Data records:

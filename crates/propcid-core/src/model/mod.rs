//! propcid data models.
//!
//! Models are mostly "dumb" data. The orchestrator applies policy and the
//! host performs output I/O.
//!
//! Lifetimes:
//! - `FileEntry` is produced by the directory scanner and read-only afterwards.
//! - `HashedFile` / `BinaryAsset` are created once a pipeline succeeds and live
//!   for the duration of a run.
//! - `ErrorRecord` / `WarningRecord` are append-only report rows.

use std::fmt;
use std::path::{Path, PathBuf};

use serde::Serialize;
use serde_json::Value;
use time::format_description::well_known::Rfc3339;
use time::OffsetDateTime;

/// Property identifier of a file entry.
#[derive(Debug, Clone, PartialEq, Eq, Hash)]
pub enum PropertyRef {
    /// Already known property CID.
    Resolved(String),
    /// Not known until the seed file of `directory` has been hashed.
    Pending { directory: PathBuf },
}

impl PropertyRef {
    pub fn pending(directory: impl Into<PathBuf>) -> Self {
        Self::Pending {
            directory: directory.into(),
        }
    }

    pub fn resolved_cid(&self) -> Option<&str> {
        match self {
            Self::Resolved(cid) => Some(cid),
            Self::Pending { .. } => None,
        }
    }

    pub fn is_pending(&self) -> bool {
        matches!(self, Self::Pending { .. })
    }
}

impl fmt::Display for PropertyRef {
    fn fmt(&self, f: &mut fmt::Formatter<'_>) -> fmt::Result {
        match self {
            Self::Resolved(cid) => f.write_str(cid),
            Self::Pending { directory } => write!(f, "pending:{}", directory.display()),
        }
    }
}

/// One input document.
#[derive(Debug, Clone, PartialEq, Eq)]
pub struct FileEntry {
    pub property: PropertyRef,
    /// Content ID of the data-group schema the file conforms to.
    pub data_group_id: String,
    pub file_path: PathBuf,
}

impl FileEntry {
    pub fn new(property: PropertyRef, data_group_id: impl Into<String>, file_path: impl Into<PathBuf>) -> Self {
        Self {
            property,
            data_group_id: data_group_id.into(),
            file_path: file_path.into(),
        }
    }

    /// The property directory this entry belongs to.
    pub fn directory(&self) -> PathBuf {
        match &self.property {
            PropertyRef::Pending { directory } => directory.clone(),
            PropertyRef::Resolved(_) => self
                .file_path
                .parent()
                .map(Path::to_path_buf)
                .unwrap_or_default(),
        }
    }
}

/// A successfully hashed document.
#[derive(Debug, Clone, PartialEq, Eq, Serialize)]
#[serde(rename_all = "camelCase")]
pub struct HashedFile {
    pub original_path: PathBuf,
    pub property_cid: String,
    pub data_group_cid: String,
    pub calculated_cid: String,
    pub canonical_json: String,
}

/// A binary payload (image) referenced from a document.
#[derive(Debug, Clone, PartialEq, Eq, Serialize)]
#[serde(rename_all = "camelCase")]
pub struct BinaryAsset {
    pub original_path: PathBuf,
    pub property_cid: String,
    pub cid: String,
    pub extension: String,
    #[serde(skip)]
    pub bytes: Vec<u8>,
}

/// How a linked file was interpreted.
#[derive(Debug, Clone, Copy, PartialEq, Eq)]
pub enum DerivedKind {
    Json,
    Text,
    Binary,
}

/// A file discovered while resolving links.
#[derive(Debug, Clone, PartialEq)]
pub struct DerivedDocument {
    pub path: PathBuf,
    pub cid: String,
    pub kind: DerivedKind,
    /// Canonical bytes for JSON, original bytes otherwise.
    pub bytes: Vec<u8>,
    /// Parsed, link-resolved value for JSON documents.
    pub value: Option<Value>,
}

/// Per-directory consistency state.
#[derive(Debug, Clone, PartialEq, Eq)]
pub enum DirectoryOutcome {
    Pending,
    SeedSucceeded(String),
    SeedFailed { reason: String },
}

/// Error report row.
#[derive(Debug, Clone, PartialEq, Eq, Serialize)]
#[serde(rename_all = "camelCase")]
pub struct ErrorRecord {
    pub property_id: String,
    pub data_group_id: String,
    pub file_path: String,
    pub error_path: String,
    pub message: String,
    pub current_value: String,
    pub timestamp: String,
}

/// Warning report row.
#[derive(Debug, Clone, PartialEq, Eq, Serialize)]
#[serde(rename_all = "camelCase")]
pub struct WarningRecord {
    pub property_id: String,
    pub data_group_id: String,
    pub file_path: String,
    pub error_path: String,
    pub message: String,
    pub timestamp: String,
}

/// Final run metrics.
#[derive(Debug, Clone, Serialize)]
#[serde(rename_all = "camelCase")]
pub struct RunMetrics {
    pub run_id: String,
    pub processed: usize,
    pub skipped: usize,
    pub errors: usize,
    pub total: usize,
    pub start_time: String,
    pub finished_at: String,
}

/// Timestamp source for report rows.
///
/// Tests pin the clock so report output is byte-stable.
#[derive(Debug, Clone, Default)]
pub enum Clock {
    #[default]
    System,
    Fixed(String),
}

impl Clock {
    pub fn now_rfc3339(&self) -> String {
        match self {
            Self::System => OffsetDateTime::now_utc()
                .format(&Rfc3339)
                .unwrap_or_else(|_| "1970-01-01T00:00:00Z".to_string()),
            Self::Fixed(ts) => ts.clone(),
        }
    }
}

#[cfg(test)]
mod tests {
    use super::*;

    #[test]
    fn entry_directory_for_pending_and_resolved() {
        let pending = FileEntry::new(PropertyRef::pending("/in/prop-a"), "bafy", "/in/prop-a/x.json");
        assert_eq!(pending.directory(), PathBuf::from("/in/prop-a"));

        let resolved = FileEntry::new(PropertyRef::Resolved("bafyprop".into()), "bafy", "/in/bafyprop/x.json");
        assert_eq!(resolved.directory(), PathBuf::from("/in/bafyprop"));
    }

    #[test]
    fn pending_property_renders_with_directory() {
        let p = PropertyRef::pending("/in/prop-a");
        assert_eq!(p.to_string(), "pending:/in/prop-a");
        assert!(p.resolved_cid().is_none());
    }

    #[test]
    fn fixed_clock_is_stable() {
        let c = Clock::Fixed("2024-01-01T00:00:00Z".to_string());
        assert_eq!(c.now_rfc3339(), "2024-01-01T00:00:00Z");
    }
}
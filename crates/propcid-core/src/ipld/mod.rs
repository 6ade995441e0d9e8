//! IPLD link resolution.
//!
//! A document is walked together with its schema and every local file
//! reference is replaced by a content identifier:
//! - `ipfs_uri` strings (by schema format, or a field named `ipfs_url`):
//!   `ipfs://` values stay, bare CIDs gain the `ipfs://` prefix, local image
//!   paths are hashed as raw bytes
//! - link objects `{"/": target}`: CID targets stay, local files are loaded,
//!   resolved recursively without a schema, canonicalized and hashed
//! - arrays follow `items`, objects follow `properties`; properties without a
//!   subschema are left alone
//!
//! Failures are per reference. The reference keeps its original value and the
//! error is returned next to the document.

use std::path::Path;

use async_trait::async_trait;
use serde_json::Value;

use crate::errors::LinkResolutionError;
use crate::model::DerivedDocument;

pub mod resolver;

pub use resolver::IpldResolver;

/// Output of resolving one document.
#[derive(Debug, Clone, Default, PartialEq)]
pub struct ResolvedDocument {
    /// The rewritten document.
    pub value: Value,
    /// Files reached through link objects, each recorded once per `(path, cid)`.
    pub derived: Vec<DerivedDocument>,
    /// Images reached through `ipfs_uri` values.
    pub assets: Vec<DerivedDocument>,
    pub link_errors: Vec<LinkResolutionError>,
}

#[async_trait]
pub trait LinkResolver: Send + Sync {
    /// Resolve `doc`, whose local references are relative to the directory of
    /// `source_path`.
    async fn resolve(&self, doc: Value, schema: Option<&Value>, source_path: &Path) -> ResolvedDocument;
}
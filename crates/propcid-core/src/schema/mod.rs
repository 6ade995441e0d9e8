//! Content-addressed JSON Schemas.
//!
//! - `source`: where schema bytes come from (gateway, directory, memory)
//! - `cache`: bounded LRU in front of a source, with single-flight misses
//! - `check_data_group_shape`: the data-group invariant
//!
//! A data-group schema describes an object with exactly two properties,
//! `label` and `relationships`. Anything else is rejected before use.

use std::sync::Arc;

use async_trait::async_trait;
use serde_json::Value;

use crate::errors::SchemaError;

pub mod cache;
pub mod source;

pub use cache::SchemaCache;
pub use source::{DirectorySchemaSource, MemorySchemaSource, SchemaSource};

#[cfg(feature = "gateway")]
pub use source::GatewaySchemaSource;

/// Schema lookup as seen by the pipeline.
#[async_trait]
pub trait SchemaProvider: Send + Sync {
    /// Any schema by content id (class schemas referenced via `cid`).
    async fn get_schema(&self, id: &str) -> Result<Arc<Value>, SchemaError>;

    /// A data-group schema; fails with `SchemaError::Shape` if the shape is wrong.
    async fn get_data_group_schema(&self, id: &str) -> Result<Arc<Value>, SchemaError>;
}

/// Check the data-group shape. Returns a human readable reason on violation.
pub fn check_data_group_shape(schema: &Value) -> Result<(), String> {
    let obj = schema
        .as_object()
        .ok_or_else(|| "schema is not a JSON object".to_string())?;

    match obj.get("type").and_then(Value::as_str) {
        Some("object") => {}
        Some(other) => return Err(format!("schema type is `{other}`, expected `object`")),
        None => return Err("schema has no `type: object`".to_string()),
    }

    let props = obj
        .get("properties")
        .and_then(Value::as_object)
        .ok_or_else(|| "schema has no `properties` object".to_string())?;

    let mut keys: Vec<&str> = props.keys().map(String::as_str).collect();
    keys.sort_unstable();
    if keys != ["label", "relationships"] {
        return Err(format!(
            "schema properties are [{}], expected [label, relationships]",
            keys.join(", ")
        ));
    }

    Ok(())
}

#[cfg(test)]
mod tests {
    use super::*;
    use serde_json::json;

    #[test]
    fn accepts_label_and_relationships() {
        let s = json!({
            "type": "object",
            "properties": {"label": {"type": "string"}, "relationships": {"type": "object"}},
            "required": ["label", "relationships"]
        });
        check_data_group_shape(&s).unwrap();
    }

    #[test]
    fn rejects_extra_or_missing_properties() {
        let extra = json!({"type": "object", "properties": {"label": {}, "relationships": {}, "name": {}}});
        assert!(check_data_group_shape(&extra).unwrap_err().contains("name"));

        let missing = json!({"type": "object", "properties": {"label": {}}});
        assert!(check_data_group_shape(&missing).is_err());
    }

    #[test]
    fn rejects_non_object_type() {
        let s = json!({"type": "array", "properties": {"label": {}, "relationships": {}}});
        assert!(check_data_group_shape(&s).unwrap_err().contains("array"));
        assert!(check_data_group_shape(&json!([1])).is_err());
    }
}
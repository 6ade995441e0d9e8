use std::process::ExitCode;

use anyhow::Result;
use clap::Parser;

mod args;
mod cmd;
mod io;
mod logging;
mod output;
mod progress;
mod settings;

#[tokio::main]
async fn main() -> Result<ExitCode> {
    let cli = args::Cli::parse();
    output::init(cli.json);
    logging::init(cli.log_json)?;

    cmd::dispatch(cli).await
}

AIM OF THE EXERCISE: Starting at the line above that holds "pub mod source;" and ending at the line that holds "reason on violation.", transcribe each line exactly and include no other lines.

RESPONSE TO THE TASK:
pub mod source;

pub use cache::SchemaCache;
pub use source::{DirectorySchemaSource, MemorySchemaSource, SchemaSource};

#[cfg(feature = "gateway")]
pub use source::GatewaySchemaSource;

/// Schema lookup as seen by the pipeline.
#[async_trait]
pub trait SchemaProvider: Send + Sync {
    /// Any schema by content id (class schemas referenced via `cid`).
    async fn get_schema(&self, id: &str) -> Result<Arc<Value>, SchemaError>;

    /// A data-group schema; fails with `SchemaError::Shape` if the shape is wrong.
    async fn get_data_group_schema(&self, id: &str) -> Result<Arc<Value>, SchemaError>;
}

/// Check the data-group shape. Returns a human readable reason on violation.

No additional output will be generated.